2.3 Bcl-2、bax、fas表达（图4～6）
     Bcl-2表达：bcl-2在I/R组有少量表达，光密度测定（MPIAS-1000型多媒体病理图象分析系统）二者无明显差异；在CP组bcl-2表达明显增多，与I/R组比较（光密度）P<0.01，具有显著性差异。
     Bax表达：bax在I/R组有大量表达，在CP组bax表达明显减少，CP组与I/R组比较（光密度）P<0.01，具有显著性差异。
     Fas表达：fas在I/R组有大量表达，在CP组fas基因蛋白表达明显减少，CP与I/R组比较（光密度）P<0.01，具有显著性差异。

3 讨论
早期大量的实验证明，多种刺激因子作用于不同细胞诱导凋亡的过程伴随胞质Ca2+的持续升高，以无Ca2+培养基或通过其它方法抑制细胞内Ca2+升高可以抑制细胞凋亡的发生。Kluck等[2]提出的细胞Ca2+平衡的破坏决定细胞凋亡的假说已经普遍被接受。但是，胞质Ca2+升高或Ca2+降低导致的失衡是否以共同的下游途径诱导细胞凋亡，还有待于深入研究。
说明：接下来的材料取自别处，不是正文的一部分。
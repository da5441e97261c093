//! # API Endpoint Handlers
//!
//! This module implements the actual HTTP endpoint handlers.
//!
//! Rejected edits (see `TopologyError::is_rejection`) answer `200` with
//! `{"ok": false, "error": ...}` so the editor can show the message inline.
//! Faults answer with a 4xx/5xx status and the same body. So do bodies the
//! extractor cannot parse, such as a `null` or boolean property value.

use super::{
    AppState,
    types::{
        AckResponse, AddEdgeRequest, AddNodeRequest, CollisionsResponse, EdgeResponse,
        HealthResponse, ImportResponse, MoveNodeRequest, StateResponse, UpdateNodeRequest,
    },
};
use axum::{
    Json,
    extract::{FromRequest, Path, Request, State},
    http::StatusCode,
    response::{IntoResponse, Response},
};
use serde::de::DeserializeOwned;
use topology_core::{
    ConfigPatch, Document, EdgeId, Node, NodeId, NodeType, RuleTable, TopologyConfig,
    TopologyError,
};

// =============================================================================
// ERROR MAPPING
// =============================================================================

/// A core error on its way out as an HTTP response.
#[derive(Debug)]
pub struct ApiError(pub TopologyError);

impl From<TopologyError> for ApiError {
    fn from(err: TopologyError) -> Self {
        Self(err)
    }
}

impl ApiError {
    fn status(&self) -> StatusCode {
        if self.0.is_rejection() {
            return StatusCode::OK;
        }
        match self.0 {
            TopologyError::UnknownType(_) | TopologyError::InvalidConfig(_) => {
                StatusCode::BAD_REQUEST
            }
            _ => StatusCode::INTERNAL_SERVER_ERROR,
        }
    }
}

impl IntoResponse for ApiError {
    fn into_response(self) -> Response {
        let status = self.status();
        if status == StatusCode::OK {
            tracing::info!("Rejected: {}", self.0);
        } else {
            tracing::warn!("Request failed ({}): {}", status, self.0);
        }
        (status, Json(AckResponse::error(self.0.to_string()))).into_response()
    }
}

type ApiResult<T> = Result<Json<T>, ApiError>;

/// JSON body extractor whose rejections use the `AckResponse` body.
///
/// The status is axum's own: 400 for bad syntax, 415 for a non-JSON content
/// type, 422 for a body that does not fit the request type.
#[derive(Debug)]
pub struct ApiJson<T>(pub T);

impl<S, T> FromRequest<S> for ApiJson<T>
where
    T: DeserializeOwned,
    S: Send + Sync,
{
    type Rejection = Response;

    async fn from_request(req: Request, state: &S) -> Result<Self, Self::Rejection> {
        match Json::<T>::from_request(req, state).await {
            Ok(Json(value)) => Ok(Self(value)),
            Err(rejection) => {
                let status = rejection.status();
                let message = rejection.body_text();
                tracing::warn!("Request body rejected ({}): {}", status, message);
                Err((status, Json(AckResponse::error(message))).into_response())
            }
        }
    }
}

// =============================================================================
// HEALTH HANDLER
// =============================================================================

/// Health check endpoint.
pub async fn health_handler() -> impl IntoResponse {
    Json(HealthResponse::default())
}

// =============================================================================
// READ HANDLERS
// =============================================================================

/// Current node-type configuration. Served at `/api/config` and `/api/settings`.
pub async fn config_handler(State(state): State<AppState>) -> Json<TopologyConfig> {
    let session = state.session.read().await;
    Json(session.export_config())
}

/// Full graph state with the change counter.
pub async fn state_handler(State(state): State<AppState>) -> Json<StateResponse> {
    let session = state.session.read().await;
    Json(StateResponse::from(session.snapshot()))
}

/// The nested export document.
pub async fn json_handler(State(state): State<AppState>) -> Json<Document> {
    let session = state.session.read().await;

    for collision in session.label_collisions() {
        tracing::warn!(
            "Export drops {} nodes sharing label '{}'",
            collision.nodes.len().saturating_sub(1),
            collision.label
        );
    }

    Json(session.build_document())
}

/// Sibling groups whose labels collapse in the export document.
pub async fn collisions_handler(State(state): State<AppState>) -> Json<CollisionsResponse> {
    let session = state.session.read().await;
    Json(CollisionsResponse {
        collisions: session.label_collisions(),
    })
}

// =============================================================================
// NODE HANDLERS
// =============================================================================

/// Create a node of the requested kind. Returns the node record.
pub async fn add_node_handler(
    State(state): State<AppState>,
    ApiJson(request): ApiJson<AddNodeRequest>,
) -> ApiResult<Node> {
    request.validate()?;

    let mut session = state.session.write().await;
    let node = session.add_node(&request.type_key)?;
    tracing::debug!("Added node {} ({}) as '{}'", node.id, node.type_key, node.label);
    Ok(Json(node))
}

/// Rename a node and/or merge a property patch.
pub async fn update_node_handler(
    State(state): State<AppState>,
    Path(id): Path<u64>,
    ApiJson(request): ApiJson<UpdateNodeRequest>,
) -> ApiResult<AckResponse> {
    request.validate()?;

    let mut session = state.session.write().await;
    session.update_node(NodeId(id), request.label, request.props)?;
    tracing::debug!("Updated node {}", id);
    Ok(Json(AckResponse::success()))
}

/// Move a node on the canvas.
pub async fn move_node_handler(
    State(state): State<AppState>,
    Path(id): Path<u64>,
    ApiJson(request): ApiJson<MoveNodeRequest>,
) -> ApiResult<AckResponse> {
    let mut session = state.session.write().await;
    session.move_node(NodeId(id), request.into())?;
    tracing::debug!("Moved node {}", id);
    Ok(Json(AckResponse::success()))
}

/// Select a node.
pub async fn select_node_handler(
    State(state): State<AppState>,
    Path(id): Path<u64>,
) -> ApiResult<AckResponse> {
    let mut session = state.session.write().await;
    session.select(NodeId(id))?;
    Ok(Json(AckResponse::success()))
}

/// Clear the selection.
pub async fn deselect_handler(State(state): State<AppState>) -> Json<AckResponse> {
    let mut session = state.session.write().await;
    session.deselect();
    Json(AckResponse::success())
}

/// Delete a node and every edge touching it.
pub async fn delete_node_handler(
    State(state): State<AppState>,
    Path(id): Path<u64>,
) -> ApiResult<AckResponse> {
    let mut session = state.session.write().await;
    let node = session.delete_node(NodeId(id))?;
    tracing::debug!("Deleted node {} ('{}')", node.id, node.label);
    Ok(Json(AckResponse::success()))
}

// =============================================================================
// EDGE HANDLERS
// =============================================================================

/// Connect a parent to a child, subject to the rule table.
pub async fn add_edge_handler(
    State(state): State<AppState>,
    ApiJson(request): ApiJson<AddEdgeRequest>,
) -> Response {
    let mut session = state.session.write().await;
    match session.add_edge(NodeId(request.from), NodeId(request.to)) {
        Ok(edge) => {
            tracing::debug!("Added edge {} ({} -> {})", edge.id, edge.from, edge.to);
            Json(EdgeResponse::success(edge)).into_response()
        }
        Err(e) if e.is_rejection() => {
            tracing::info!("Rejected edge {} -> {}: {}", request.from, request.to, e);
            Json(EdgeResponse::error(e.to_string())).into_response()
        }
        Err(e) => ApiError(e).into_response(),
    }
}

/// Delete an edge.
pub async fn delete_edge_handler(
    State(state): State<AppState>,
    Path(id): Path<u64>,
) -> ApiResult<AckResponse> {
    let mut session = state.session.write().await;
    session.delete_edge(EdgeId(id))?;
    tracing::debug!("Deleted edge {}", id);
    Ok(Json(AckResponse::success()))
}

// =============================================================================
// SETTINGS HANDLERS
// =============================================================================

/// Replace the node types and/or rules present in the body.
pub async fn import_settings_handler(
    State(state): State<AppState>,
    ApiJson(patch): ApiJson<ConfigPatch>,
) -> Json<ImportResponse> {
    let mut session = state.session.write().await;
    let issues = session.import_config(patch);
    for issue in &issues {
        tracing::warn!("Imported configuration: {}", issue);
    }
    Json(ImportResponse::with_issues(&issues))
}

/// Insert or overwrite one node kind.
pub async fn put_type_handler(
    State(state): State<AppState>,
    Path(key): Path<String>,
    ApiJson(node_type): ApiJson<NodeType>,
) -> ApiResult<AckResponse> {
    let mut session = state.session.write().await;
    let is_new = session.put_type(&key, node_type)?;
    tracing::debug!(
        "{} node type '{}'",
        if is_new { "Added" } else { "Replaced" },
        key
    );
    Ok(Json(AckResponse::success()))
}

/// Remove one node kind and every rule mentioning it.
pub async fn delete_type_handler(
    State(state): State<AppState>,
    Path(key): Path<String>,
) -> Json<AckResponse> {
    let mut session = state.session.write().await;
    if session.remove_type(&key).is_some() {
        tracing::debug!("Removed node type '{}'", key);
    }
    Json(AckResponse::success())
}

/// Replace the whole rule table.
pub async fn put_rules_handler(
    State(state): State<AppState>,
    ApiJson(rules): ApiJson<RuleTable>,
) -> Json<AckResponse> {
    let mut session = state.session.write().await;
    session.replace_rules(rules);
    for issue in session.export_config().lint() {
        tracing::warn!("Rule table: {}", issue);
    }
    Json(AckResponse::success())
}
细胞凋亡是一个精细的调节过程, 已知有多种蛋白参与了凋亡调控。PKC 作为一组具有单一肽链结构的丝氨酸/苏氨酸 (Ser/Thr) 蛋白激酶，在心肌细胞凋亡通路中起着承上启下的作用[3]。各种应激可通过线粒体依赖途径介导心肌细胞凋亡, 该途径受Bcl-2家族蛋白调控。Bcl2家族位于线粒体的上游，包括促凋亡及抗凋亡分子，参与细胞凋亡的调节[4]。研究表明, Bcl-2家族的蛋白表达与PKC的活化相关, 而活化后的PKC可在心肌缺血性损伤中对心肌细胞起到保护作用，而Ca2+与PKC的活化密切相关。本实验研究表明钙预处理可减少未成熟心肌细胞凋亡，上调bcl-2表达，下调bax、fas的表达来减少心肌细胞凋亡，可能与Ca2+导致PKC的活化启动心肌保护密切相关。
PT孔是线粒体的一种特殊的通透转变孔道， Ichas等[5]提出了钙依赖性的PT孔调节模型，认为PT孔有低导性和高导性两种不同的开放方式，两种开放方式均受线粒体Ca2+浓度的升高直接或间接调控。大量研究表明，PT孔在Ca2+依赖性的细胞凋亡中通过线粒体膜电位（△ψm）崩溃、大量Ca2+和凋亡诱导相关蛋白释放等多种方式调控细胞凋亡[6]。另外细胞核Ca2+在细胞凋亡中的作用近来日益备受关注。研究表明，细胞核存在独立完整的Ca2+转移系统，调节或接受细胞凋亡过程的Ca2+信号，细胞核Ca2+也可能参与细胞凋亡的过程[7]。
细胞凋亡的信号通路是一个复杂的网络调控系统，各因素之间相互作用，相互交织。细胞钙离子稳态失调是凋亡过程中普遍存在的一个生化事件，线粒体作为凋亡信号通路的核心，目前对线粒体内Ca2+变化机制还不是很清楚，本实验研究表明，Ca2+介导的信号通路参与了心肌细胞凋亡的发生和凋亡相关蛋白的表达，可能是Ca2+预处理发挥心肌保护作用的机制之一[8]。